• **Problem requirements**: Please report how many lines below contain "chosen", writing nothing except the number.

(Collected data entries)
---------------
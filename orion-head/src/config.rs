use serde::{Deserialize, Serialize};

use orion_common::config::ConfigLoader;

/// Head binary configuration: just the listening port today, but kept as a
/// struct (rather than a bare `u16`) so an `orion-head.toml` overlay or
/// `ORION_PORT` env override has somewhere to land without changing the CLI
/// surface.
#[derive(Debug, Clone, Serialize, Deserialize, PartialEq, Eq)]
pub struct HeadConfig {
    pub port: u16,
}

impl Default for HeadConfig {
    fn default() -> Self {
        HeadConfig { port: 50050 }
    }
}

pub fn make_config_loader() -> ConfigLoader<HeadConfig> {
    ConfigLoader::new("orion-head.toml")
}

#[cfg(test)]
mod tests {
    use test_r::test;

    use super::*;

    #[test]
    fn default_port_is_50050() {
        assert_eq!(HeadConfig::default().port, 50050);
    }
}
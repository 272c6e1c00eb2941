use std::sync::Arc;

use orion_cluster::{ClusterScheduler, GrpcNodeClient, NodeInfo, NodeRegistry};
use orion_common::ObjectRef;
use orion_core::Task;
use orion_rpc::head_service_server::HeadService;
use orion_rpc::{
    Empty, ObjectLocationReply, ObjectLocationRequest, ObjectReport, RegisterNodeReply,
    RegisterNodeRequest, TaskReply, TaskRequest,
};
use tonic::{Request, Response, Status};
use tracing::info;

/// Default `available_workers` reported for a freshly registered node. The
/// wire contract doesn't carry worker counts over `RegisterNode`, so every
/// node is assumed to have the same capacity; a future heartbeat extension
/// could refine this.
const DEFAULT_AVAILABLE_WORKERS: i32 = 2;

/// Composes `NodeRegistry` + `ClusterScheduler` + `GrpcNodeClient` behind the
/// `HeadService` RPC surface.
pub struct HeadServiceImpl {
    registry: Arc<NodeRegistry>,
    scheduler: Arc<ClusterScheduler>,
    client: Arc<GrpcNodeClient>,
}

impl HeadServiceImpl {
    pub fn new(registry: Arc<NodeRegistry>, scheduler: Arc<ClusterScheduler>, client: Arc<GrpcNodeClient>) -> Self {
        HeadServiceImpl {
            registry,
            scheduler,
            client,
        }
    }
}

#[tonic::async_trait]
impl HeadService for HeadServiceImpl {
    async fn register_node(
        &self,
        request: Request<RegisterNodeRequest>,
    ) -> Result<Response<RegisterNodeReply>, Status> {
        let req = request.into_inner();
        info!(node_id = %req.node_id, address = %req.address, "RegisterNode");

        self.client.register_address(req.node_id.clone(), req.address.clone());
        self.registry.register_node(NodeInfo {
            node_id: req.node_id,
            address: req.address,
            available_workers: DEFAULT_AVAILABLE_WORKERS,
            alive: true,
        });

        Ok(Response::new(RegisterNodeReply { success: true }))
    }

    async fn submit_task(&self, request: Request<TaskRequest>) -> Result<Response<TaskReply>, Status> {
        let req = request.into_inner();
        info!(task_id = %req.task_id, function_name = %req.function_name, "SubmitTask");

        let task_id = req.task_id.clone();
        let task = Task::remote(
            req.task_id,
            req.function_name,
            req.args,
            req.dep_ids.into_iter().map(ObjectRef::new).collect(),
        );

        // `ClusterScheduler::submit` may synchronously dispatch through
        // `GrpcNodeClient`, which blocks the calling thread on a nested
        // `Handle::block_on`; move it off the async reactor thread so that
        // nested block_on lands on a tokio blocking-pool thread instead of
        // panicking on a runtime worker thread.
        let scheduler = self.scheduler.clone();
        let location = tokio::task::spawn_blocking(move || {
            scheduler.submit(task);
            scheduler.object_location(&task_id)
        })
        .await
        .map_err(|err| Status::internal(format!("scheduling pass panicked: {err}")))?;

        // Optimistic: accepted is reported as soon as admission completes,
        // not once the node confirms receipt. node_id reflects wherever the
        // scheduler placed the task during this submission.
        Ok(Response::new(TaskReply {
            accepted: true,
            node_id: location.unwrap_or_default(),
        }))
    }

    async fn report_object_created(&self, request: Request<ObjectReport>) -> Result<Response<Empty>, Status> {
        let req = request.into_inner();
        info!(object_id = %req.object_id, node_id = %req.node_id, "ReportObjectCreated");

        let scheduler = self.scheduler.clone();
        tokio::task::spawn_blocking(move || scheduler.on_object_created(&req.object_id, &req.node_id))
            .await
            .map_err(|err| Status::internal(format!("scheduling pass panicked: {err}")))?;

        Ok(Response::new(Empty {}))
    }

    async fn get_object_location(
        &self,
        request: Request<ObjectLocationRequest>,
    ) -> Result<Response<ObjectLocationReply>, Status> {
        let req = request.into_inner();

        let Some(node_id) = self.scheduler.object_location(&req.object_id) else {
            return Err(Status::not_found(format!("object not found: {}", req.object_id)));
        };

        let address = self
            .registry
            .nodes()
            .into_iter()
            .find(|n| n.node_id == node_id)
            .map(|n| n.address)
            .unwrap_or_default();

        Ok(Response::new(ObjectLocationReply { node_id, address }))
    }
}
use std::collections::HashMap;
use std::sync::Mutex;

/// `{node_id, address, available_workers, alive}`, created at registration
/// and mutated by heartbeat/removal.
#[derive(Clone, Debug, PartialEq, Eq)]
pub struct NodeInfo {
    pub node_id: String,
    pub address: String,
    pub available_workers: i32,
    pub alive: bool,
}

struct State {
    nodes: HashMap<String, NodeInfo>,
    round_robin_cursor: usize,
}

/// Thread-safe mapping of node_id -> NodeInfo with round-robin selection
/// over the currently-alive subset.
pub struct NodeRegistry {
    state: Mutex<State>,
}

impl Default for NodeRegistry {
    fn default() -> Self {
        Self::new()
    }
}

impl NodeRegistry {
    pub fn new() -> Self {
        NodeRegistry {
            state: Mutex::new(State {
                nodes: HashMap::new(),
                round_robin_cursor: 0,
            }),
        }
    }

    pub fn register_node(&self, info: NodeInfo) {
        self.state.lock().unwrap().nodes.insert(info.node_id.clone(), info);
    }

    pub fn remove_node(&self, node_id: &str) {
        self.state.lock().unwrap().nodes.remove(node_id);
    }

    pub fn heartbeat(&self, node_id: &str) {
        if let Some(node) = self.state.lock().unwrap().nodes.get_mut(node_id) {
            node.alive = true;
        }
    }

    /// Snapshot of currently-alive nodes.
    pub fn nodes(&self) -> Vec<NodeInfo> {
        self.state
            .lock()
            .unwrap()
            .nodes
            .values()
            .filter(|node| node.alive)
            .cloned()
            .collect()
    }

    /// Round-robin over the alive subset, tie-broken by lexicographic
    /// node_id order before indexing. The cursor always advances, even if
    /// the alive set shrinks or grows between calls.
    pub fn pick_node(&self) -> Option<NodeInfo> {
        let mut state = self.state.lock().unwrap();
        let mut alive: Vec<NodeInfo> = state.nodes.values().filter(|n| n.alive).cloned().collect();
        if alive.is_empty() {
            return None;
        }
        alive.sort_by(|a, b| a.node_id.cmp(&b.node_id));

        let chosen = alive[state.round_robin_cursor % alive.len()].clone();
        state.round_robin_cursor = state.round_robin_cursor.wrapping_add(1);
        Some(chosen)
    }
}
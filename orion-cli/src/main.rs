use anyhow::Context;
use clap::Parser;
use orion_cli::canonical_requests;
use orion_common::tracing_init::init_tracing;
use orion_rpc::head_service_client::HeadServiceClient;
use tracing::{error, info};

/// `submit_test [head_port]`, default port 50050.
#[derive(Parser, Debug)]
#[command(name = "submit-test", about = "Submits the canonical add/mul smoke-test tasks to an Orion head")]
struct Args {
    #[arg(default_value_t = 50050)]
    head_port: u16,
}

fn main() -> anyhow::Result<()> {
    init_tracing("submit-test");
    let args = Args::parse();

    tokio::runtime::Builder::new_multi_thread()
        .enable_all()
        .build()
        .context("failed to build the tokio runtime")?
        .block_on(run(args.head_port))
}

async fn run(head_port: u16) -> anyhow::Result<()> {
    let head_address = format!("http://localhost:{head_port}");
    let mut client = HeadServiceClient::connect(head_address.clone())
        .await
        .with_context(|| format!("could not connect to head at {head_address}"))?;

    for request in canonical_requests() {
        let task_id = request.task_id.clone();
        let function_name = request.function_name.clone();

        match client.submit_task(request).await {
            Ok(reply) => {
                let reply = reply.into_inner();
                if reply.accepted {
                    info!(task_id, function_name, node_id = %reply.node_id, "task accepted");
                } else {
                    error!(task_id, function_name, "task rejected by head");
                }
            }
            Err(status) => error!(task_id, function_name, %status, "SubmitTask RPC failed"),
        }
    }

    info!("submit-test done");
    Ok(())
}
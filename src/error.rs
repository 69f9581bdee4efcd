//! Error types for Fréchet distance operations.

use thiserror::Error;

/// Errors that can occur while building curves or addressing diagram cells.
///
/// An infeasible tolerance is not an error: the decision procedure reports
/// it as `false` and the distance driver as `None`.
#[derive(Debug, Clone, PartialEq, Eq, Error)]
pub enum FrechetError {
    /// The curve cannot be used as input.
    #[error("invalid curve: {0}")]
    InvalidCurve(&'static str),

    /// A point, edge, or free-space cell was addressed beyond its bounds.
    #[error("index {index} out of range (len {len})")]
    IndexOutOfRange {
        /// The requested index.
        index: usize,
        /// Number of addressable elements.
        len: usize,
    },
}
//! Floating-point 2D primitives used by the curve algorithms.

mod point2;
mod segment2;
mod vec2;

pub use point2::Point2;
pub use segment2::Segment2;
pub use vec2::Vec2;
---------------
• **Solution to the exercise**: 2